Dear God, we paid for all this stuff ourselves so thanks for nothing.

With that offering of a grace, cult figure Bart Simpson speaks for much of our contemporary culture. For we find so often today that our world is committed to endorsing our independence rather than our dependence on God, so much so that ‘Thankyou’ seems to be becoming an alien word.

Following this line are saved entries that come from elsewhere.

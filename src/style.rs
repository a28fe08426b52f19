//! Styling surface: the payloads handed to an external style layer.
//!
//! The core does not style anything. It hands three configuration payloads —
//! container, group, item — to whatever [`StyleHandler`] the embedding UI
//! supplies, and assumes nothing beyond "renders something". [`DefaultStyle`]
//! is a plain-text handler used by the headless test helpers.

use crate::compose::binding::Binding;
use crate::node::model::{GroupNode, ItemNode, NodeId, Presentation};

// ---------------------------------------------------------------------------
// Payloads
// ---------------------------------------------------------------------------

/// Container-level payload: the settings screen as a whole.
#[derive(Debug, Clone)]
pub struct ContainerConfig {
    /// Screen title.
    pub title: String,
    /// The live search text, owned by the caller.
    pub search_text: Binding<String>,
    /// The navigation stack (ids of groups drilled into), owned by the
    /// caller.
    pub navigation: Binding<Vec<NodeId>>,
}

impl ContainerConfig {
    /// Create a container payload with fresh empty bindings.
    pub fn new(title: impl Into<String>) -> Self {
        Self {
            title: title.into(),
            search_text: Binding::default(),
            navigation: Binding::default(),
        }
    }

    /// Supply the caller's search-text binding (builder).
    pub fn with_search_text(mut self, binding: Binding<String>) -> Self {
        self.search_text = binding;
        self
    }

    /// Supply the caller's navigation binding (builder).
    pub fn with_navigation(mut self, binding: Binding<Vec<NodeId>>) -> Self {
        self.navigation = binding;
        self
    }
}

/// Group-level payload.
#[derive(Debug, Clone, PartialEq)]
pub struct GroupConfig {
    /// Group title.
    pub title: String,
    /// Optional icon reference.
    pub icon: Option<String>,
    /// Optional footer text.
    pub footer: Option<String>,
    /// Navigation or inline.
    pub presentation: Presentation,
    /// Ids of the group's children, for search-context previews.
    pub child_ids: Vec<NodeId>,
}

impl GroupConfig {
    /// Build the payload for a metadata group.
    pub fn from_node(node: &GroupNode) -> Self {
        Self {
            title: node.title.clone(),
            icon: node.icon.clone(),
            footer: None,
            presentation: node.presentation,
            child_ids: node.children.iter().map(|child| child.id()).collect(),
        }
    }

    /// Set the footer text (builder); footers live on declarations, not
    /// nodes, so the caller supplies them.
    pub fn with_footer(mut self, footer: impl Into<String>) -> Self {
        self.footer = Some(footer.into());
        self
    }
}

/// Item-level payload.
#[derive(Debug, Clone, PartialEq)]
pub struct ItemConfig {
    /// Item title.
    pub title: String,
    /// Optional icon reference.
    pub icon: Option<String>,
}

impl ItemConfig {
    /// Build the payload for a metadata item.
    pub fn from_node(node: &ItemNode) -> Self {
        Self {
            title: node.title.clone(),
            icon: node.icon.clone(),
        }
    }
}

// ---------------------------------------------------------------------------
// StyleHandler
// ---------------------------------------------------------------------------

/// The externally-supplied style function, one method per payload.
///
/// `body` holds the already-rendered lines of nested content.
pub trait StyleHandler {
    /// Render the whole container.
    fn container(&self, config: &ContainerConfig, body: &[String]) -> String;

    /// Render one group section.
    fn group(&self, config: &GroupConfig, body: &[String]) -> String;

    /// Render one item row from its content line.
    fn item(&self, config: &ItemConfig, line: &str) -> String;
}

/// Plain-text style used by the headless test helpers.
#[derive(Debug, Default, Clone, Copy)]
pub struct DefaultStyle;

impl StyleHandler for DefaultStyle {
    fn container(&self, config: &ContainerConfig, body: &[String]) -> String {
        let mut out = format!("= {} =", config.title);
        for line in body {
            out.push('\n');
            out.push_str(line);
        }
        out
    }

    fn group(&self, config: &GroupConfig, body: &[String]) -> String {
        let mut out = match &config.icon {
            Some(icon) => format!("[{icon}] {}:", config.title),
            None => format!("{}:", config.title),
        };
        for line in body {
            out.push('\n');
            out.push_str("  ");
            out.push_str(line);
        }
        if let Some(footer) = &config.footer {
            out.push('\n');
            out.push_str("  (");
            out.push_str(footer);
            out.push(')');
        }
        out
    }

    fn item(&self, _config: &ItemConfig, line: &str) -> String {
        format!("- {line}")
    }
}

A story is old of a woman at an airport departure lounge. Faced with a delay she sat down to read a book. After a while, a man sat down next to her. After a few minutes the woman reached down to the bag of cookies that she had bought and ate one. To her horrror, the man took one as well. And so it went on. Every time she took a cookie so did he. Not surprisingly she found herself getting ever more angry but whilst her face betrayed her rage, she never said a word. Eventually there was only one cookie left. Now to make things worse, the man beat her to it before with a smile breaking it in two, eating one half himself and giving the other half to the woman. At that moment, the man’s flight was called and so he set off, giving her one last smile. In return the woman produced her least friendly frown. With the cookie thief safely out of the way, the woman used the vacated space to stretch out - and at that moment she felt her hand brush against her unopened bag of cookies. She had been the cookie thief. The man had been generous. And now it was too late to thank him.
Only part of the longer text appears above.